A Voice from the Eastern Door

Basic Call to Consciousness

Akwesasne Notes

Continued from last week.

Although treaties may often have been bad deals for the Native nations, the United States and Canada chose not to honor those which exist because to do so would require the return of much of the economic base and sovereignty to the Haudenosaunee. The treaties contain the potential for independent survival of the Native people. The dishonoring of treaties is essential to the goal of the U.S. and Canadian vested interests which are organized to remove all obstacles to their exploitation of the Earth and her peoples.

The European nations of the Western Hemisphere continue to wage war against the Haudenosaunee. The weapons have changed somewhat-Indian Education programs and social workers, neo-colonial Indian officials and racist laws are used first. If these methods fail, the guns are still ready, as recent history at Akwesasne and South Dakota have shown.

The effect of all these policies has been the destruction of the culture and therefore, the economy of the People of the Longhouse. The traditional economy has been largely replaced by the colonial economy which serves multinational corporate interest. The colonial economy is one that extracts labor and materials from the people of the Haudenosaunee for the benefit of the colonizers. The Christian religions, the school systems, the neo-colonial elective systems, all work towards these goals.

We are an economically poor people today. Few of us can afford to support the spiritual ceremonies which form the foundations of our traditional economies. The money economy is not adaptable to the real economy of our people. Few of our peoples participate in the Domestic Mode of Production which defines traditional economy. This is largely because the colonizer’s education system, and also more systematic and brutal attempts at acculturation, have placed neo-colonial governments on our territories. On some of the Haudenosaunee lands, the Canadian and United States government monies employ one-third of all employable workers, creating an economic dependence among potential leadership of the Haudenosaunee, and actively recruiting people away from the Domestic Mode of Production. The traditional economy is under heavy attack from many directions, and all else is an economy of exploitation. The political oppression, the social oppression, the economic oppression all have the same face. These are the tools of Genocide in North America.

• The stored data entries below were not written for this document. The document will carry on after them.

fn steps_for(name: &str) -> Vec<Step> {
    match name {
        "purchase_approved" => {
            single_purchase("POST PURCHASE APPROVED (10000)", "pa", "APPROVED", 10_000, 200)
        }
        "purchase_rejected" => {
            single_purchase("POST PURCHASE REJECTED (10000)", "pr", "REJECTED", 10_000, 200)
        }
        "purchase_at_min_amount" => single_purchase(
            "POST PURCHASE at minimum amount (100) -> expect 200",
            "pmin",
            "APPROVED",
            100,
            200,
        ),
        "purchase_at_max_amount" => single_purchase(
            "POST PURCHASE at maximum amount (500000) -> expect 200",
            "pmax",
            "APPROVED",
            500_000,
            200,
        ),
        "purchase_amount_too_low" => single_purchase(
            "POST PURCHASE below minimum (50) -> expect 422",
            "plow",
            "APPROVED",
            50,
            422,
        ),
        "purchase_amount_too_high" => single_purchase(
            "POST PURCHASE above maximum (600000) -> expect 422",
            "phigh",
            "APPROVED",
            600_000,
            422,
        ),
        "purchase_negative_amount" => single_purchase(
            "POST PURCHASE with negative amount -> expect 400",
            "pneg",
            "APPROVED",
            -100,
            400,
        ),
        "reversal_total" => purchase_then(
            "rt",
            "APPROVED",
            10_000,
            &[("POST REVERSAL_PURCHASE total (10000) -> expect 200", "REVERSAL_PURCHASE", 10_000, 200)],
        ),
        "reversal_partial" => purchase_then(
            "rp",
            "APPROVED",
            10_000,
            &[("POST REVERSAL_PURCHASE partial (5000) -> expect 200", "REVERSAL_PURCHASE", 5_000, 200)],
        ),
        "reversal_exceeds_amount" => purchase_then(
            "rea",
            "APPROVED",
            10_000,
            &[("POST REVERSAL_PURCHASE exceeding original (15000) -> expect 409", "REVERSAL_PURCHASE", 15_000, 409)],
        ),
        "reversal_on_rejected_purchase" => purchase_then(
            "rorp",
            "REJECTED",
            10_000,
            &[("POST REVERSAL_PURCHASE on rejected purchase -> expect 409", "REVERSAL_PURCHASE", 10_000, 409)],
        ),
        "refund_total" => purchase_then(
            "rft",
            "APPROVED",
            10_000,
            &[("POST REFUND total (10000) -> expect 200", "REFUND", 10_000, 200)],
        ),
        "refund_partial_single" => purchase_then(
            "rfps",
            "APPROVED",
            10_000,
            &[("POST REFUND partial (4000) -> expect 200", "REFUND", 4_000, 200)],
        ),
        "refund_partial_multiple" => purchase_then(
            "rfpm",
            "APPROVED",
            30_000,
            &[
                ("POST REFUND #1 partial (15000) -> expect 200", "REFUND", 15_000, 200),
                ("POST REFUND #2 partial (15000) completing full refund -> expect 200", "REFUND", 15_000, 200),
            ],
        ),
        "refund_exceeds_amount" => purchase_then(
            "rfea",
            "APPROVED",
            10_000,
            &[("POST REFUND exceeding original (15000) -> expect 409", "REFUND", 15_000, 409)],
        ),
        "refund_on_rejected_purchase" => purchase_then(
            "rforp",
            "REJECTED",
            10_000,
            &[("POST REFUND on rejected purchase -> expect 409", "REFUND", 10_000, 409)],
        ),
        "multiple_adjustments_exceed" => purchase_then(
            "mae",
            "APPROVED",
            10_000,
            &[
                ("POST REFUND #1 (6000) -> expect 200", "REFUND", 6_000, 200),
                ("POST REFUND #2 (6000, cumulative 12000 > 10000) -> expect 409", "REFUND", 6_000, 409),
            ],
        ),
        "reversal_after_partial_refund" => purchase_then(
            "rapf",
            "APPROVED",
            10_000,
            &[
                ("POST REFUND partial (6000) -> expect 200", "REFUND", 6_000, 200),
                ("POST REVERSAL_PURCHASE total (10000, cumulative 16000 > 10000) -> expect 409", "REVERSAL_PURCHASE", 10_000, 409),
            ],
        ),
        "duplicate_event" | "webhook_retry" => {
            let tag = if name == "duplicate_event" { "de" } else { "wr" };
            let id = format!("tx-{tag}-001");
            let key = format!("idem-{tag}-001");
            vec![
                Step::new(
                    "POST PURCHASE APPROVED (first delivery) -> expect 200",
                    purchase_payload(&id, &key, "APPROVED", 10_000),
                    200,
                ),
                Step::new(
                    "POST PURCHASE again (same idempotency_key) -> expect 200 idempotent=true",
                    purchase_payload(&id, &key, "APPROVED", 10_000),
                    200,
                ),
            ]
        }
        "out_of_order" => vec![
            Step::new(
                "POST REFUND before original PURCHASE -> expect 404",
                adjustment_payload("tx-ooo-002", "REFUND", "idem-ooo-002", "tx-ooo-001", "APPROVED", 5_000),
                404,
            ),
            Step::new(
                "POST PURCHASE APPROVED (original arrives late) -> expect 200",
                purchase_payload("tx-ooo-001", "idem-ooo-001", "APPROVED", 10_000),
                200,
            ),
            Step::new(
                "POST REFUND retry under a new key -> expect 200",
                adjustment_payload("tx-ooo-002", "REFUND", "idem-ooo-003", "tx-ooo-001", "APPROVED", 5_000),
                200,
            ),
        ],
        "missing_original_transaction_id" => vec![Step::new(
            "POST REFUND without original_transaction_id -> expect 400",
            adjustment_payload("tx-moti-001", "REFUND", "idem-moti-001", "", "APPROVED", 5_000),
            400,
        )],
        _ => Vec::new(),
    }
}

Genocide is alive and well in the territory of the Haudenosaunee. Its technicians are in Washington, Ottawa, and Albany, and its agents control the schools, the churches, and the neo-colonial “elective system” offices found in our territories. The oppression of the Haudenosaunee has taken its toll – but the Haudenosaunee continues to meet in council, and its members are on the rise. The Haudenosaunee, the People of the Longhouse, still have a long history ahead. We have developed strategies to resist the economic effects of the conditions we face. But, those strategies require that we revitalize our social and political institutions. This can only be accomplished on sufficient lands within the ancient boundaries of our territories.

We are living in a period in which we expect to see great changes in the economy of the colonizers. The imperial powers of the world appear to be facing successful resistance to expansion of Africa, Asia, and other parts of the world.

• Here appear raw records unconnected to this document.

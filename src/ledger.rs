// SPDX-License-Identifier: AGPL-3.0-or-later
//
// Copyright (C) 2025 Daniel Negri
//
// This program is free software: you can redistribute it and/or modify
// it under the terms of the GNU Affero General Public License as published by
// the Free Software Foundation, either version 3 of the License, or
// (at your option) any later version.
//
// This program is distributed in the hope that it will be useful,
// but WITHOUT ANY WARRANTY; without even the implied warranty of
// MERCHANTABILITY or FITNESS FOR A PARTICULAR PURPOSE. See the
// GNU Affero General Public License for more details.
//
// You should have received a copy of the GNU Affero General Public License
// along with this program. If not, see <https://www.gnu.org/licenses/>.

//! Thread-safe transaction ledger with idempotent inserts.
//!
//! The [`TransactionRepository`] trait is the storage contract the
//! [`Engine`](crate::Engine) relies on. [`Ledger`] is the volatile in-memory
//! implementation.

use crate::base::{IdempotencyKey, TransactionId};
use crate::transaction::{Adjustment, Purchase};
use crate::validation::{approved_total, validate_against_purchase};
use crate::TransactionError;
use parking_lot::RwLock;
use std::collections::HashMap;

/// Storage contract for purchases, adjustments and idempotency records.
///
/// Saves must perform their duplicate checks and the insert atomically.
/// Reads return owned values.
pub trait TransactionRepository: Send + Sync {
    /// Records a purchase.
    ///
    /// # Errors
    ///
    /// - [`TransactionError::DuplicateIdempotencyKey`] - The key is already recorded.
    /// - [`TransactionError::DuplicateTransactionID`] - The ID is already recorded
    ///   under another key.
    fn save_transaction(&self, purchase: Purchase) -> Result<(), TransactionError>;

    /// Records an adjustment against its original purchase.
    ///
    /// The adjustment rules are re-checked against the stored history in the
    /// same critical section as the insert.
    ///
    /// # Errors
    ///
    /// - [`TransactionError::DuplicateIdempotencyKey`] - The key is already recorded.
    /// - [`TransactionError::TransactionNotFound`] - The original purchase is not recorded.
    /// - [`TransactionError::PurchaseNotApproved`] - The original purchase was rejected.
    /// - [`TransactionError::ExceedsOriginalAmount`] - The purchase budget is exhausted.
    fn save_adjustment(&self, adjustment: Adjustment) -> Result<(), TransactionError>;

    /// # Errors
    ///
    /// Returns [`TransactionError::TransactionNotFound`] if no purchase has `id`.
    fn get_transaction_by_id(&self, id: &TransactionId) -> Result<Purchase, TransactionError>;

    /// Returns the adjustments recorded against purchase `id`, in commit order.
    fn get_adjustments_by_transaction_id(
        &self,
        id: &TransactionId,
    ) -> Result<Vec<Adjustment>, TransactionError>;

    /// Advisory lookup; only the save operations are authoritative.
    fn get_by_idempotency_key(&self, key: &IdempotencyKey) -> Option<TransactionId>;

    fn list_transactions(&self) -> Vec<Purchase>;
}

#[derive(Debug, Default)]
struct LedgerState {
    transactions: HashMap<TransactionId, Purchase>,
    /// Adjustments keyed by the purchase they reference.
    adjustments: HashMap<TransactionId, Vec<Adjustment>>,
    idempotency_keys: HashMap<IdempotencyKey, TransactionId>,
}

impl LedgerState {
    /// Fails with the owning transaction if `key` is already recorded.
    fn ensure_unclaimed(&self, key: &IdempotencyKey) -> Result<(), TransactionError> {
        match self.idempotency_keys.get(key) {
            Some(existing) => Err(TransactionError::DuplicateIdempotencyKey(existing.clone())),
            None => Ok(()),
        }
    }

    /// Re-applies the adjustment rules against the history held under the
    /// write lock, so concurrent adjustments cannot overspend a purchase.
    fn revalidate(&self, adjustment: &Adjustment) -> Result<(), TransactionError> {
        let original = self
            .transactions
            .get(adjustment.original_transaction_id())
            .ok_or(TransactionError::TransactionNotFound)?;
        let existing = self
            .adjustments
            .get(adjustment.original_transaction_id())
            .map(Vec::as_slice)
            .unwrap_or_default();
        let total = approved_total(existing, original.amount().local.currency())?;
        validate_against_purchase(adjustment, original, &total)
    }
}

/// In-memory ledger.
///
/// All three maps sit behind a single [`RwLock`]: readers run concurrently,
/// writers are exclusive, and every check-and-insert happens inside one write
/// critical section.
#[derive(Debug, Default)]
pub struct Ledger {
    inner: RwLock<LedgerState>,
}

impl Ledger {
    pub fn new() -> Self {
        Self::default()
    }

    /// Number of recorded purchases.
    pub fn len(&self) -> usize {
        self.inner.read().transactions.len()
    }

    pub fn is_empty(&self) -> bool {
        self.len() == 0
    }

    /// Number of recorded adjustments across all purchases.
    pub fn adjustment_count(&self) -> usize {
        self.inner.read().adjustments.values().map(Vec::len).sum()
    }
}

impl TransactionRepository for Ledger {
    fn save_transaction(&self, purchase: Purchase) -> Result<(), TransactionError> {
        let mut state = self.inner.write();

        state.ensure_unclaimed(purchase.idempotency_key())?;
        if state.transactions.contains_key(purchase.id()) {
            return Err(TransactionError::DuplicateTransactionID);
        }

        state
            .idempotency_keys
            .insert(purchase.idempotency_key().clone(), purchase.id().clone());
        state.transactions.insert(purchase.id().clone(), purchase);
        Ok(())
    }

    fn save_adjustment(&self, adjustment: Adjustment) -> Result<(), TransactionError> {
        let mut state = self.inner.write();

        state.ensure_unclaimed(adjustment.idempotency_key())?;
        state.revalidate(&adjustment)?;

        state
            .idempotency_keys
            .insert(adjustment.idempotency_key().clone(), adjustment.id().clone());
        state
            .adjustments
            .entry(adjustment.original_transaction_id().clone())
            .or_default()
            .push(adjustment);
        Ok(())
    }

    fn get_transaction_by_id(&self, id: &TransactionId) -> Result<Purchase, TransactionError> {
        self.inner
            .read()
            .transactions
            .get(id)
            .cloned()
            .ok_or(TransactionError::TransactionNotFound)
    }

    fn get_adjustments_by_transaction_id(
        &self,
        id: &TransactionId,
    ) -> Result<Vec<Adjustment>, TransactionError> {
        Ok(self
            .inner
            .read()
            .adjustments
            .get(id)
            .cloned()
            .unwrap_or_default())
    }

    fn get_by_idempotency_key(&self, key: &IdempotencyKey) -> Option<TransactionId> {
        self.inner.read().idempotency_keys.get(key).cloned()
    }

    fn list_transactions(&self) -> Vec<Purchase> {
        self.inner.read().transactions.values().cloned().collect()
    }
}
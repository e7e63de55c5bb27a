// SPDX-License-Identifier: AGPL-3.0-or-later
//
// Copyright (C) 2025 Daniel Negri
//
// This program is free software: you can redistribute it and/or modify
// it under the terms of the GNU Affero General Public License as published by
// the Free Software Foundation, either version 3 of the License, or
// (at your option) any later version.
//
// This program is distributed in the hope that it will be useful,
// but WITHOUT ANY WARRANTY; without even the implied warranty of
// MERCHANTABILITY or FITNESS FOR A PARTICULAR PURPOSE. See the
// GNU Affero General Public License for more details.
//
// You should have received a copy of the GNU Affero General Public License
// along with this program. If not, see <https://www.gnu.org/licenses/>.

use card_ledger_rs::scenario::{SCENARIO_NAMES, Scenario, ScenarioRunner, write_csv};
use clap::{Parser, ValueEnum};
use std::io::{self, Write};
use std::process;
use tracing_subscriber::EnvFilter;

#[derive(Debug, Clone, Copy, ValueEnum)]
enum OutputFormat {
    Json,
    Csv,
}

/// Webhook scenario simulator
///
/// Replays scripted webhook deliveries against a running server and checks
/// each response status.
#[derive(Parser, Debug)]
#[command(name = "card-ledger-simulator")]
#[command(about = "Runs webhook scenarios against a server", long_about = None)]
struct Args {
    /// Server base URL
    #[arg(long, env = "WEBHOOK_URL", default_value = "http://localhost:8080")]
    base_url: String,

    /// List available scenarios and exit
    #[arg(long)]
    list: bool,

    /// Report format
    #[arg(long, value_enum, default_value = "json")]
    format: OutputFormat,

    /// Scenarios to run (default: all)
    #[arg(value_name = "SCENARIO")]
    scenarios: Vec<String>,
}

#[tokio::main]
async fn main() {
    let args = Args::parse();

    // Logs go to stderr so the report on stdout stays parseable
    let filter = EnvFilter::try_from_default_env().unwrap_or_else(|_| EnvFilter::new("warn"));
    tracing_subscriber::fmt()
        .with_env_filter(filter)
        .with_writer(io::stderr)
        .init();

    if args.list {
        for name in SCENARIO_NAMES {
            println!("{name}");
        }
        return;
    }

    let scenarios = if args.scenarios.is_empty() {
        Scenario::all()
    } else {
        let mut selected = Vec::with_capacity(args.scenarios.len());
        for name in &args.scenarios {
            match Scenario::by_name(name) {
                Some(scenario) => selected.push(scenario),
                None => {
                    eprintln!("Unknown scenario: {name}");
                    process::exit(1);
                }
            }
        }
        selected
    };

    let runner = match ScenarioRunner::new(&args.base_url) {
        Ok(runner) => runner,
        Err(e) => {
            eprintln!("Error creating HTTP client: {}", e);
            process::exit(1);
        }
    };

    let mut results = Vec::with_capacity(scenarios.len());
    for scenario in &scenarios {
        let result = runner.run(scenario).await;
        eprintln!("{}: {}", result.scenario, result.summary);
        results.push(result);
    }

    let written = match args.format {
        OutputFormat::Json => serde_json::to_writer_pretty(io::stdout(), &results)
            .map_err(|e| e.to_string())
            .and_then(|()| writeln!(io::stdout()).map_err(|e| e.to_string())),
        OutputFormat::Csv => write_csv(&results, io::stdout()).map_err(|e| e.to_string()),
    };
    if let Err(e) = written {
        eprintln!("Error writing report: {}", e);
        process::exit(1);
    }

    if results.iter().any(|result| !result.success) {
        process::exit(1);
    }
}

For the moment, there is more wealth, more good and services, more automation than has ever existed in the history of mankind.

The world is living in an age of manufactured affluence. But the people of the world have rarely been told the costs in terms of peoples’ lives and suffering that this affluence has extracted from each of us. Even the people in North America, who seemingly benefit from all these “advances” seem to be unaware of the destruction they are experiencing. The “Modern Age,” and its consumer values, has altered, in very basic ways, the very structure of human society, and the basic conditions of the Natural World.

The modern family is an institution which is presently under a great deal of stress. The family in Western society has undergone great changes over the last century. As the Westernization of the world continues, all people will be faced with similar stresses and turmoils.